The technology is called focused ultrasound surgery, but it’s not surgery in the traditional sense. There’s no scalpel involved, no sutures to stitch, no risk of complications from blood loss.
We’re used to thinking of ultrasound as producing the fuzzy images of a baby still in its mother’s womb. But now, scientists have found that by focusing an ultrasonic beam—roughly 10,000 times the power used for prenatal pictures—they can raise the temperature of cancerous tissue at the focal point to nearly boiling. Within seconds, the tissue dies.
Crum and other colleagues from around the world studying high-intensity ultrasound presented their research today at the Acoustical Society of America’s annual conference in Seattle.
The Magnifying Glass Effect
How does it work? Gail ter Haar, a physicist studying ultrasound surgery at the British Royal Marsden Hospital, explains it this way: Think about the days when you were a kid, hovering a magnifying glass over an object to burn the legs off a bug or singe the edges of a leaf.
Like the magnifying glass focusing the sun’s rays, ultrasound can be focused to heat tissue deep within the body.
“Just as with the leaf, you destroy cells within the focus area,” she says. “And anything outside that area is safe.”

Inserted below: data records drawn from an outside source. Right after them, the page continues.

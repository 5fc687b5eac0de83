//! Cursor — the (column, line) state machine.
//!
//! The cursor lives in *logical* coordinates: `cx` indexes a row's raw bytes
//! and `cy` indexes rows. `cy` may equal the row count, the line just past
//! the end. The render column `rx` is derived from `cx` by the viewport on
//! every scroll and is never a source of truth.
//!
//! Every motion finishes with [`Cursor::clamp`], so moving onto a shorter row
//! snaps the column to that row's end. There is no sticky column.

use crate::row::RowStore;

/// Which way a page motion goes.
#[derive(Debug, Clone, Copy, PartialEq, Eq)]
pub enum PageDirection {
    Up,
    Down,
}

/// Cursor position in logical coordinates, plus the derived render column.
#[derive(Debug, Clone, Copy, Default, PartialEq, Eq)]
pub struct Cursor {
    /// Logical column, `0..=row_length(cy)`.
    pub cx: usize,
    /// Line, `0..=rows.len()`.
    pub cy: usize,
    /// Render column of `cx`. Recomputed by the viewport before drawing.
    pub rx: usize,
}

impl Cursor {
    /// A cursor at the top-left.
    #[must_use]
    pub const fn new() -> Self {
        Self { cx: 0, cy: 0, rx: 0 }
    }

    // -- Single-step motions ------------------------------------------------

    /// Up one line, stopping at the first.
    pub const fn up(&mut self) {
        if self.cy > 0 {
            self.cy -= 1;
        }
    }

    /// Down one line, as far as the line past the end.
    pub fn down(&mut self, rows: &RowStore) {
        if self.cy < rows.len() {
            self.cy += 1;
        }
    }

    /// Left one byte, wrapping to the end of the previous line.
    pub fn left(&mut self, rows: &RowStore) {
        if self.cx > 0 {
            self.cx -= 1;
        } else if self.cy > 0 {
            self.cy -= 1;
            self.cx = rows.row_length(self.cy);
        }
    }

    /// Right one byte, wrapping to the start of the next line.
    ///
    /// Wrapping happens only from the end of a real row; on the line past
    /// the end there is nowhere to go.
    pub fn right(&mut self, rows: &RowStore) {
        let Some(row) = rows.get(self.cy) else {
            return;
        };
        if self.cx < row.size() {
            self.cx += 1;
        } else if self.cx == row.size() {
            self.cy += 1;
            self.cx = 0;
        }
    }

    /// Start of the line.
    pub const fn home(&mut self) {
        self.cx = 0;
    }

    /// End of the line, if the cursor is on a real row.
    pub fn end(&mut self, rows: &RowStore) {
        if self.cy < rows.len() {
            self.cx = rows.row_length(self.cy);
        }
    }

    // -- Page motions -------------------------------------------------------

    /// Jump to the edge of the visible page, then move one page further.
    ///
    /// Page up snaps to the top visible line (`rowoff`); page down snaps to
    /// the bottom visible line, clamped to the line past the end. Either
    /// way the cursor then steps `screen_rows` lines in that direction.
    pub fn page(
        &mut self,
        direction: PageDirection,
        rowoff: usize,
        screen_rows: usize,
        rows: &RowStore,
    ) {
        match direction {
            PageDirection::Up => {
                self.cy = rowoff;
                for _ in 0..screen_rows {
                    self.up();
                }
            }
            PageDirection::Down => {
                self.cy = (rowoff + screen_rows).saturating_sub(1).min(rows.len());
                for _ in 0..screen_rows {
                    self.down(rows);
                }
            }
        }
    }

    // -- Invariants ---------------------------------------------------------

    /// Pull `cx` back inside the current row.
    pub fn clamp(&mut self, rows: &RowStore) {
        self.cx = self.cx.min(rows.row_length(self.cy));
    }
}

// ---------------------------------------------------------------------------
// Tests
// ---------------------------------------------------------------------------

#[cfg(test)]
mod tests {
    use super::*;

    fn rows(lines: &[&str]) -> RowStore {
        let mut s = RowStore::default();
        for line in lines {
            s.append_row(line.as_bytes());
        }
        s
    }

    fn at(cx: usize, cy: usize) -> Cursor {
        Cursor { cx, cy, rx: 0 }
    }

    // -- Vertical -----------------------------------------------------------

    #[test]
    fn up_stops_at_top() {
        let mut c = at(0, 0);
        c.up();
        assert_eq!(c.cy, 0);
    }

    #[test]
    fn down_reaches_line_past_end() {
        let r = rows(&["a", "b"]);
        let mut c = at(0, 1);
        c.down(&r);
        assert_eq!(c.cy, 2);
        c.down(&r);
        assert_eq!(c.cy, 2);
    }

    #[test]
    fn down_on_empty_buffer_stays() {
        let r = rows(&[]);
        let mut c = Cursor::new();
        c.down(&r);
        assert_eq!(c.cy, 0);
    }

    // -- Horizontal ---------------------------------------------------------

    #[test]
    fn left_wraps_to_previous_line_end() {
        let r = rows(&["hello", "x"]);
        let mut c = at(0, 1);
        c.left(&r);
        assert_eq!((c.cx, c.cy), (5, 0));
    }

    #[test]
    fn left_at_origin_stays() {
        let r = rows(&["hello"]);
        let mut c = at(0, 0);
        c.left(&r);
        assert_eq!((c.cx, c.cy), (0, 0));
    }

    #[test]
    fn left_from_line_past_end_wraps_to_last_row_end() {
        let r = rows(&["abc"]);
        let mut c = at(0, 1);
        c.left(&r);
        assert_eq!((c.cx, c.cy), (3, 0));
    }

    #[test]
    fn right_moves_within_row() {
        let r = rows(&["ab"]);
        let mut c = at(0, 0);
        c.right(&r);
        assert_eq!((c.cx, c.cy), (1, 0));
    }

    #[test]
    fn right_wraps_from_row_end() {
        let r = rows(&["ab", "cd"]);
        let mut c = at(2, 0);
        c.right(&r);
        assert_eq!((c.cx, c.cy), (0, 1));
    }

    #[test]
    fn right_from_last_row_end_reaches_line_past_end() {
        let r = rows(&["ab"]);
        let mut c = at(2, 0);
        c.right(&r);
        assert_eq!((c.cx, c.cy), (0, 1));
    }

    #[test]
    fn right_on_line_past_end_stays() {
        let r = rows(&["ab"]);
        let mut c = at(0, 1);
        c.right(&r);
        assert_eq!((c.cx, c.cy), (0, 1));
    }

    // -- Home / End ---------------------------------------------------------

    #[test]
    fn home_and_end() {
        let r = rows(&["\tindented"]);
        let mut c = at(3, 0);
        c.end(&r);
        assert_eq!(c.cx, 9);
        c.home();
        assert_eq!(c.cx, 0);
    }

    #[test]
    fn end_on_line_past_end_is_noop() {
        let r = rows(&["abc"]);
        let mut c = at(0, 1);
        c.end(&r);
        assert_eq!(c.cx, 0);
    }

    // -- Clamp --------------------------------------------------------------

    #[test]
    fn clamp_snaps_to_shorter_row() {
        let r = rows(&["a long line", "short"]);
        let mut c = at(11, 0);
        c.down(&r);
        c.clamp(&r);
        assert_eq!((c.cx, c.cy), (5, 1));
    }

    #[test]
    fn clamp_on_line_past_end_is_zero() {
        let r = rows(&["abc"]);
        let mut c = at(3, 0);
        c.down(&r);
        c.clamp(&r);
        assert_eq!((c.cx, c.cy), (0, 1));
    }

    #[test]
    fn clamp_leaves_valid_column() {
        let r = rows(&["abcdef"]);
        let mut c = at(4, 0);
        c.clamp(&r);
        assert_eq!(c.cx, 4);
    }

    // -- Paging -------------------------------------------------------------

    fn hundred() -> RowStore {
        let lines: Vec<String> = (0..100).map(|i| format!("line {i}")).collect();
        let refs: Vec<&str> = lines.iter().map(String::as_str).collect();
        rows(&refs)
    }

    #[test]
    fn page_down_from_top() {
        let r = hundred();
        let mut c = at(0, 0);
        c.page(PageDirection::Down, 0, 20, &r);
        // Snap to line 19, then 20 more.
        assert_eq!(c.cy, 39);
    }

    #[test]
    fn page_up_from_scrolled_view() {
        let r = hundred();
        let mut c = at(0, 55);
        c.page(PageDirection::Up, 50, 20, &r);
        // Snap to line 50, then 20 up.
        assert_eq!(c.cy, 30);
    }

    #[test]
    fn page_up_near_top_stops_at_zero() {
        let r = hundred();
        let mut c = at(0, 12);
        c.page(PageDirection::Up, 5, 20, &r);
        assert_eq!(c.cy, 0);
    }

    #[test]
    fn page_down_near_end_stops_past_last_row() {
        let r = hundred();
        let mut c = at(0, 90);
        c.page(PageDirection::Down, 85, 20, &r);
        assert_eq!(c.cy, 100);
    }

    #[test]
    fn page_down_on_short_buffer() {
        let r = rows(&["a", "b", "c"]);
        let mut c = at(0, 0);
        c.page(PageDirection::Down, 0, 20, &r);
        assert_eq!(c.cy, 3);
    }
}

It’s so precise in fact, that there’s a boundary of just six cells between the tissue that dies and tissue that lives—even more precise than a scalpel in the hands of a highly skilled surgeon.
Haar and her British colleagues are in the first phase of clinical trials testing the ultrasound treatment on liver, kidney and prostate cancers. So far they’ve used the focused ultrasound on 23 patients with large tumors and have been problem-free.
“We’ve found that in animal experiments, if we can cover the whole tumor, we can eradicate the cancer,” Haar says. “We don’t know yet if we’ll have the same results in humans. But it’s very exciting data.”
Another area of study is using ultrasound to stop bleeding in trauma patients.
University of Washington radiologist Dr. Stephen Carter says there’s a “Golden Hour” after someone is in a major accident with internal bleeding. If they don’t get help within the first hour, the injured will likely bleed to death.
But if you apply the ultrasound right to the bleeding spot, the heat can induce the blood to clot.
Enlarged Prostate the First U.S. Treatment
The day when American cancer patients can get ultrasound treatment to kill their tumors or paramedics carry ultrasound units to accident sites is still years away, possibly even a decade. But in October, physicists here were granted FDA approval to treat enlarged prostate glands.
The potential for such a market is enormous: nearly 50 percent of men over age 55 suffer from an enlarged prostate, which makes it difficult for them to urinate.
But as Carter points out, focused ultrasound has a vast number of uses.
The Navy is studying its potential use on the battlefield, because soldiers die from internal bleeding more often than anything else.
And even NASA is interested in the possibility of its use on the space shuttle. “Someday, they’re going to have a problem in space,” Carter says, “and there will be no place for them to go to get help.”